What needs to be done :: Which lines come from the start of the records through the line that holds "The library only"? Write them out word for word.

Entries shown ::
* * *
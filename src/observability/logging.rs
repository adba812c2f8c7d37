//! Structured logging setup using the tracing crate
//!
//! The library only emits events; binaries call [`init_default_logging`]
//! (or [`init_logging`]) once at startup. Connection attempts run inside an
//! [`mqtt_span!`](crate::mqtt_span) carrying broker and attempt fields.
//!
//! ## Log Format Options
//!
//! The logging system supports three output formats controlled by the `LOG_FORMAT` environment variable:
//!
//! - `json` - Structured JSON format for production and log aggregation systems
//! - `pretty` - Human-readable format with colors and indentation for development
//! - `compact` - Terminal-friendly format with colors but minimal spacing
//!
//! ## Environment Variables
//!
//! - `LOG_LEVEL`: Log level (ERROR, WARN, INFO, DEBUG, TRACE) - defaults to INFO
//! - `LOG_FORMAT`: Output format (json, pretty, compact) - defaults to json
//! - `LOG_SPANS`: Include span events (true/false) - defaults to false
//! - `RUST_LOG`: Override log filtering (follows env_logger format)
//!
//! ## Examples
//!
//! ```bash
//! # Production JSON logging
//! LOG_FORMAT=json LOG_LEVEL=INFO homegear-mqtt run -c mqtt.toml
//!
//! # Per-packet traffic
//! LOG_FORMAT=compact RUST_LOG=info,mqtt_transport=debug homegear-mqtt run -c mqtt.toml
//! ```

use std::env;
use tracing::Level;
use tracing_subscriber::{fmt, prelude::*, EnvFilter};

/// Log output format options
#[derive(Debug, Clone, Copy)]
pub enum LogFormat {
    /// JSON format for structured logging (machine-readable)
    Json,
    /// Pretty format with colors and indentation (human-readable)
    Pretty,
    /// Compact format with colors but minimal spacing (terminal-friendly)
    Compact,
}

impl LogFormat {
    /// Parse log format from string
    pub fn parse(s: &str) -> Self {
        match s.to_lowercase().as_str() {
            "json" => LogFormat::Json,
            "pretty" => LogFormat::Pretty,
            "compact" => LogFormat::Compact,
            _ => LogFormat::Json, // Default to JSON for production
        }
    }
}

/// Directives applied on top of the base level
const QUIET_DEPENDENCIES: &[&str] = &["tokio=warn", "rustls=warn", "mqtt_transport=info"];

/// Build the filter for `level`, or from `RUST_LOG` when it is set
pub fn build_filter(level: Level) -> EnvFilter {
    // Allow RUST_LOG to override
    if let Ok(rust_log) = env::var("RUST_LOG") {
        return EnvFilter::new(rust_log);
    }

    let mut filter = EnvFilter::new(level.to_string());
    for directive in QUIET_DEPENDENCIES {
        if let Ok(directive) = directive.parse() {
            filter = filter.add_directive(directive);
        }
    }
    filter
}

/// Initialize logging with manual configuration
pub fn init_logging(level: Level, format: LogFormat, include_spans: bool) {
    let filter = build_filter(level);

    let subscriber = tracing_subscriber::registry().with(filter);

    match format {
        LogFormat::Json => {
            let fmt_layer = fmt::layer().json().with_span_events(if include_spans {
                fmt::format::FmtSpan::NEW | fmt::format::FmtSpan::CLOSE
            } else {
                fmt::format::FmtSpan::NONE
            });
            subscriber.with(fmt_layer).init();
        }
        LogFormat::Pretty => {
            let fmt_layer =
                fmt::layer()
                    .pretty()
                    .with_ansi(true)
                    .with_span_events(if include_spans {
                        fmt::format::FmtSpan::NEW | fmt::format::FmtSpan::CLOSE
                    } else {
                        fmt::format::FmtSpan::NONE
                    });
            subscriber.with(fmt_layer).init();
        }
        LogFormat::Compact => {
            let fmt_layer = fmt::layer()
                .compact()
                .with_ansi(true)
                .with_target(false)
                .with_span_events(if include_spans {
                    fmt::format::FmtSpan::NEW | fmt::format::FmtSpan::CLOSE
                } else {
                    fmt::format::FmtSpan::NONE
                });
            subscriber.with(fmt_layer).init();
        }
    }
}

/// Initialize logging from environment variables
pub fn init_default_logging() {
    let log_level = env::var("LOG_LEVEL").unwrap_or_else(|_| "INFO".to_string());
    let level = parse_level(&log_level);

    let format = env::var("LOG_FORMAT").unwrap_or_else(|_| "json".to_string());
    let log_format = LogFormat::parse(&format);

    let include_spans = env::var("LOG_SPANS")
        .unwrap_or_else(|_| "false".to_string())
        .to_lowercase()
        == "true";

    init_logging(level, log_format, include_spans);
}

/// Parse a `LOG_LEVEL` value; anything unknown means INFO
pub fn parse_level(value: &str) -> Level {
    match value.to_uppercase().as_str() {
        "ERROR" => Level::ERROR,
        "WARN" => Level::WARN,
        "INFO" => Level::INFO,
        "DEBUG" => Level::DEBUG,
        "TRACE" => Level::TRACE,
        _ => Level::INFO,
    }
}

/// Create an MQTT operation span
#[macro_export]
macro_rules! mqtt_span {
    ($($field:tt)*) => {
        tracing::info_span!("mqtt_operation", $($field)*)
    };
}

pub use mqtt_span;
* * *
Task result ::
filename src/observability/logging.rs
repository adba812c2f8c7d37
//! Structured logging setup using the tracing crate
//!
//! The library only emits events; binaries call [`init_default_logging`]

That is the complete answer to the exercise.